A small study found that male children with autism had larger brain weights and 67% more prefrontal brain neurons than children without autism, scientists from the NIH-UCSD School of Medicine Autism Center of Excellence, La Jolla, Calif., reported in JAMA (Journal of the American Medical Association). The small preliminary study compared 7 children with autism to 6 healthy controls – they were aged from 2 to 16 years.

The authors explained that head overgrowth and larger brain size are evident in children with autism. Neural dysfunctions have been identified in several brain regions, including PFC (prefrontal cortex). This part of the brain plays a key part in communication, cognitive development, and higher-order social development.

As background information, the scientists wrote:

“Therefore, knowledge of the neural basis of overgrowth could point to early causal mechanisms in autism and elucidate the neural functional defects that engender autistic symptoms. In the first magnetic resonance imaging (MRI) report of early brain overgrowth in autism a decade ago, it was theorized that excess numbers of neurons could be an underlying cause, perhaps due to prenatal dysregulation of proliferation, apoptosis [cell death], or both.

However, the neural basis of early overgrowth remains unknown and can only be known from direct quantitative studies of the young postmortem autistic brain.”

Eric Courchesne, Ph.D., and team set out to find out whether brain overgrowth early in life for children with autism also involves abnormal PFC neuron numbers.
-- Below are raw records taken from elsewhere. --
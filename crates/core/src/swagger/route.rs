//! Route lookup: from a `"tag.operationId"` identifier to its path, method and operation.

use super::spec::{HttpMethod, Operation, Paths, Response};

/// The Swagger fragment for one matched (path, method) pair.
#[derive(Debug, Clone, Copy)]
pub struct RouteDefinition<'a> {
    /// Path template, e.g. `/shipments/{shipmentID}`.
    pub path: &'a str,
    /// Method that matched.
    pub method: HttpMethod,
    /// The operation declaration.
    pub operation: &'a Operation,
}

impl<'a> RouteDefinition<'a> {
    /// Response declared for a status code.
    pub fn response(&self, status: u16) -> Option<&'a Response> {
        self.operation.responses.get(status.to_string().as_str())
    }
}

/// Split an operation identifier on its first `.` into `(tag, operationId)`.
pub fn split_operation_id(operation_id: &str) -> Option<(&str, &str)> {
    operation_id.split_once('.')
}

/// Find the route for an operation identifier.
///
/// Scans every path in document order and every method of each path; the
/// first operation whose `operationId` and first tag both match wins.
/// Identifiers without a `.` never match.
pub fn resolve_route<'a>(paths: &'a Paths, operation_id: &str) -> Option<RouteDefinition<'a>> {
    let (tag, name) = split_operation_id(operation_id)?;

    paths.iter().find_map(|(path, item)| {
        item.operations().find_map(|(method, operation)| {
            let matches = operation.operation_id.as_deref() == Some(name)
                && operation.primary_tag() == Some(tag);
            matches.then_some(RouteDefinition {
                path,
                method,
                operation,
            })
        })
    })
}

#[cfg(test)]
#[allow(clippy::unwrap_used, clippy::expect_used)]
mod tests {
    use super::*;
    use crate::swagger::SwaggerDocument;

    const SPEC_YAML: &str = r##"
swagger: '2.0'
basePath: /ghc/v1
paths:
  /moves/{locator}:
    get:
      operationId: getMove
      tags: [move]
      responses:
        '200':
          schema:
            $ref: '#/definitions/Move'
  /shipments/{shipmentID}:
    get:
      operationId: getShipment
      tags: [shipments]
      responses:
        '200':
          schema:
            $ref: '#/definitions/Shipment'
    delete:
      operationId: deleteShipment
      tags: [shipments, mtoShipment]
      responses:
        '204':
          description: deleted
  /legacy/shipments/{shipmentID}:
    get:
      operationId: getShipment
      tags: [shipments]
      responses:
        '200':
          schema:
            $ref: '#/definitions/LegacyShipment'
"##;

    fn doc() -> SwaggerDocument {
        SwaggerDocument::from_yaml(SPEC_YAML).unwrap()
    }

    #[test]
    fn test_resolves_every_declared_pair() {
        let doc = doc();
        for (path, item) in &doc.paths {
            for (method, operation) in item.operations() {
                let id = format!(
                    "{}.{}",
                    operation.primary_tag().unwrap(),
                    operation.operation_id.as_deref().unwrap()
                );
                let route = resolve_route(&doc.paths, &id).unwrap();
                assert_eq!(route.operation.operation_id, operation.operation_id);
                assert_eq!(route.operation.primary_tag(), operation.primary_tag());
                if path != "/legacy/shipments/{shipmentID}" {
                    assert_eq!(route.path, path);
                    assert_eq!(route.method, method);
                }
            }
        }
    }

    #[test]
    fn test_annotates_matched_method() {
        let doc = doc();
        let route = resolve_route(&doc.paths, "shipments.deleteShipment").unwrap();
        assert_eq!(route.method, HttpMethod::Delete);
        assert_eq!(route.path, "/shipments/{shipmentID}");
    }

    #[test]
    fn test_first_match_wins() {
        let doc = doc();
        let route = resolve_route(&doc.paths, "shipments.getShipment").unwrap();
        assert_eq!(route.path, "/shipments/{shipmentID}");
        assert_eq!(
            route.response(200).unwrap().schema_pointer(),
            Some("#/definitions/Shipment")
        );
    }

    #[test]
    fn test_only_first_tag_counts() {
        let doc = doc();
        assert!(resolve_route(&doc.paths, "mtoShipment.deleteShipment").is_none());
    }

    #[test]
    fn test_absent_pairs_resolve_to_none() {
        let doc = doc();
        assert!(resolve_route(&doc.paths, "shipments.getMove").is_none());
        assert!(resolve_route(&doc.paths, "move.getShipment").is_none());
        assert!(resolve_route(&doc.paths, "unknown").is_none());
        assert!(resolve_route(&doc.paths, "").is_none());
    }

    #[test]
    fn test_split_on_first_dot() {
        assert_eq!(split_operation_id("a.b.c"), Some(("a", "b.c")));
        assert_eq!(split_operation_id("abc"), None);
    }
}
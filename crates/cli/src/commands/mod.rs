pub mod call;
pub mod operations;

use std::path::Path;

use moveportal_core::PortalConfig;
use tracing::debug;

pub async fn run_cli_async<F, Fut>(f: F) -> i32
where
    F: FnOnce() -> Fut,
    Fut: Future<Output = Result<(), String>>,
{
    match f().await {
        Ok(()) => 0,
        Err(err) => {
            eprintln!("{err}");
            1
        }
    }
}

/// Config from `--config` if given, otherwise defaults plus environment.
pub fn load_config(path: Option<&Path>) -> Result<PortalConfig, String> {
    let config = match path {
        Some(path) => PortalConfig::load(path),
        None => PortalConfig::from_env(),
    }
    .map_err(|err| err.to_string())?;
    debug!(base_url = %config.base_url, "Loaded portal configuration.");
    Ok(config)
}

/// Parse a `name=value` argument.
pub fn parse_key_value(arg: &str) -> Result<(String, String), String> {
    match arg.split_once('=') {
        Some((name, value)) if !name.trim().is_empty() => {
            Ok((name.trim().to_string(), value.to_string()))
        }
        _ => Err(format!("expected NAME=VALUE, got '{arg}'")),
    }
}
//! Per-surface operation clients, built lazily from the backend's Swagger
//! document and shared by every caller.
//!
//! The first caller for a surface fetches and parses the document; concurrent
//! callers wait for that same load. The outcome, success or failure, is kept
//! for the life of the registry.

use std::sync::Arc;

use tokio::sync::OnceCell;
use tracing::{debug, error, info};

use crate::client::interceptors::{CookieSource, CsrfInterceptor, default_response_interceptor};
use crate::client::{ApiResponse, Params, SwaggerClient};
use crate::config::PortalConfig;
use crate::error::{RequestError, SpecLoadError};
use crate::request::{Payload, RequestOptions, request, request_raw};
use crate::surface::Surface;
use crate::swagger::SwaggerDocument;

type LoadOutcome = Result<Arc<SwaggerClient>, Arc<SpecLoadError>>;

/// Lazily loaded clients for the four API surfaces.
#[derive(Debug)]
pub struct ClientRegistry {
    config: PortalConfig,
    http: reqwest::Client,
    cookies: Arc<dyn CookieSource>,
    slots: [OnceCell<LoadOutcome>; 4],
}

impl ClientRegistry {
    /// A registry with a default HTTP client.
    pub fn new(config: PortalConfig, cookies: Arc<dyn CookieSource>) -> Self {
        Self::with_http_client(config, cookies, reqwest::Client::new())
    }

    /// A registry sending every spec fetch and operation call through `http`.
    pub fn with_http_client(
        config: PortalConfig,
        cookies: Arc<dyn CookieSource>,
        http: reqwest::Client,
    ) -> Self {
        Self {
            config,
            http,
            cookies,
            slots: std::array::from_fn(|_| OnceCell::new()),
        }
    }

    /// Configuration the registry was built with.
    pub fn config(&self) -> &PortalConfig {
        &self.config
    }

    /// The client for a surface, loading its document on first use.
    ///
    /// A failed load is returned to every later caller without retrying.
    pub async fn client(&self, surface: Surface) -> Result<Arc<SwaggerClient>, Arc<SpecLoadError>> {
        self.slots[surface.slot()]
            .get_or_init(|| self.load(surface))
            .await
            .clone()
    }

    /// The client for a surface if its load already finished successfully.
    pub fn loaded(&self, surface: Surface) -> Option<Arc<SwaggerClient>> {
        self.slots[surface.slot()].get()?.as_ref().ok().cloned()
    }

    /// [`request`] against a surface's client.
    pub async fn request(
        &self,
        surface: Surface,
        operation_id: &str,
        params: &Params,
        options: &RequestOptions,
    ) -> Result<Payload, RequestError> {
        let client = self.client(surface).await?;
        request(&*client, operation_id, params, options).await
    }

    /// [`request_raw`] against a surface's client.
    pub async fn request_raw(
        &self,
        surface: Surface,
        operation_id: &str,
        params: &Params,
    ) -> Result<ApiResponse, RequestError> {
        let client = self.client(surface).await?;
        request_raw(&*client, operation_id, params).await
    }

    async fn load(&self, surface: Surface) -> LoadOutcome {
        match self.build(surface).await {
            Ok(client) => {
                info!(%surface, operations = client.operations().len(), "API client ready.");
                Ok(Arc::new(client))
            }
            Err(err) => {
                error!(%surface, error = %err, "Failed to load API spec.");
                Err(Arc::new(err))
            }
        }
    }

    async fn build(&self, surface: Surface) -> Result<SwaggerClient, SpecLoadError> {
        let spec_path = self.config.spec_path(surface);
        let spec_url = self
            .config
            .url_for(spec_path)
            .map_err(|source| SpecLoadError::InvalidUrl {
                surface,
                url: spec_path.to_string(),
                source,
            })?;
        let url = spec_url.to_string();
        let fetch_error = |source: reqwest::Error| SpecLoadError::Fetch {
            surface,
            url: url.clone(),
            source,
        };

        debug!(%surface, %url, "Fetching API spec.");
        let response = self
            .http
            .get(spec_url)
            .send()
            .await
            .map_err(fetch_error)?;
        let status = response.status();
        if !status.is_success() {
            return Err(SpecLoadError::Status {
                surface,
                url: url.clone(),
                status: status.as_u16(),
            });
        }
        let text = response.text().await.map_err(fetch_error)?;
        let document = SwaggerDocument::from_yaml(&text)
            .map_err(|source| SpecLoadError::Parse { surface, source })?;

        let api_base = self
            .config
            .url_for(document.base_path())
            .map_err(|source| SpecLoadError::InvalidUrl {
                surface,
                url: document.base_path().to_string(),
                source,
            })?;

        let csrf = CsrfInterceptor::new(
            Arc::clone(&self.cookies),
            self.config.csrf_cookie.clone(),
            self.config.csrf_header.clone(),
        );
        Ok(SwaggerClient::new(surface, document, api_base, self.http.clone())?
            .with_request_interceptor(Arc::new(csrf))
            .with_response_interceptor(default_response_interceptor(surface)))
    }
}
They carried out post-mortems on 13 boys aged from 2 to 16 years. 7 of them had had an autism spectrum disorder (ASD) and 6 had been autism-free (controls). The expert anatomists who examined the children did not know about the boys’ diagnosis status.

Neuron size and numbers were measured and quantified in the DL-PFC (dorsolateral) and M-PFC (mesial) subdivisions of the PFC. The boys had died between 2000 and 2006 and were from the southeastern and eastern USA.

Prefrontal cortex
PFC is the anterior part of the frontal lobes of the brain; in front of the motor and premotor areas

The scientists found that:

  • DL-PFC – the children with autism had 79% more neurons
  • M-PFC – the children with autism had 29% more neurons
  • DL-PFC – there were (average) 1.57 billion neurons in the children with autism, compared to 0.88 billion in the other children
  • M-PFC – there were (average) 0.36 billion neurons in the children with autism compared to 0.28 billion in the other children
  • Brain weight deviated from normal ranges by 17.6% among the children with autism, compared to 0.2% among those without autism

The authors explained:

“Together, these 2 subdivisions gave a total combined prefrontal neuron count that was 67 percent greater in the autistic children compared with controls.

Our sample of autistic children was not large enough to statistically examine brain-behavior relationships. Future studies with many more cases of autistic children might reveal important relationships between neuron counts and symptom severity or intellectual ability.”

To our knowledge, this study is the first direct quantitative test and confirmation of the theory that a pathological overabundance of neurons in critical brain regions is present at a young age in autism.

Because cortical neurons are generated in prenatal, not postnatal life, pathological overabundance of neurons indicates early developmental disturbances in molecular and genetic mechanisms that govern proliferation, cell cycle regulation, and apoptosis. Therefore, the finding has significance for understanding the etiological and neural development and functional origins of autism.”

In an Accompanying Editorial in the same journal, Janet E. Lainhart, M.D., of the University of Utah, Salt Lake City, and Nicholas Lange, Sc.D., of the Harvard University Schools of Medicine and Public Health, Boston, wrote:

“The results of the study by Courchesne et al show that the relationship between increased neuron count, brain overgrowth, and increased brain weight in autism is complex.”

Prefrontal neuron number and brain weight were increased in the autism group but were not significantly correlated. Future studies of prefrontal neuron numbers are needed in children and adolescents with autism who do not have brain overgrowth and in nonautistic children with benign megalencephaly [an abnormally large brain] to determine if increased prefrontal neuron count in autism is associated with autism only, brain overgrowth only, or some combination of both.

Neuroimaging studies suggest that other regions of the brain, including the temporal lobe, deserve further investigation by postmortem tissue analysis. Because neurons in all brain areas except the olfactory bulb and hippocampus are generated before birth, the present findings add significantly to mounting biological evidence that the developmental neuropathology of idiopathic autism begins before birth in some, possibly all, cases.

The study by Courchesne et al also adds to frequently reported findings in neuroanatomical studies of autism, including increased variance and loss of typical relationships between measured components of the brain. Factors that normally organize the brain appear to be disrupted.”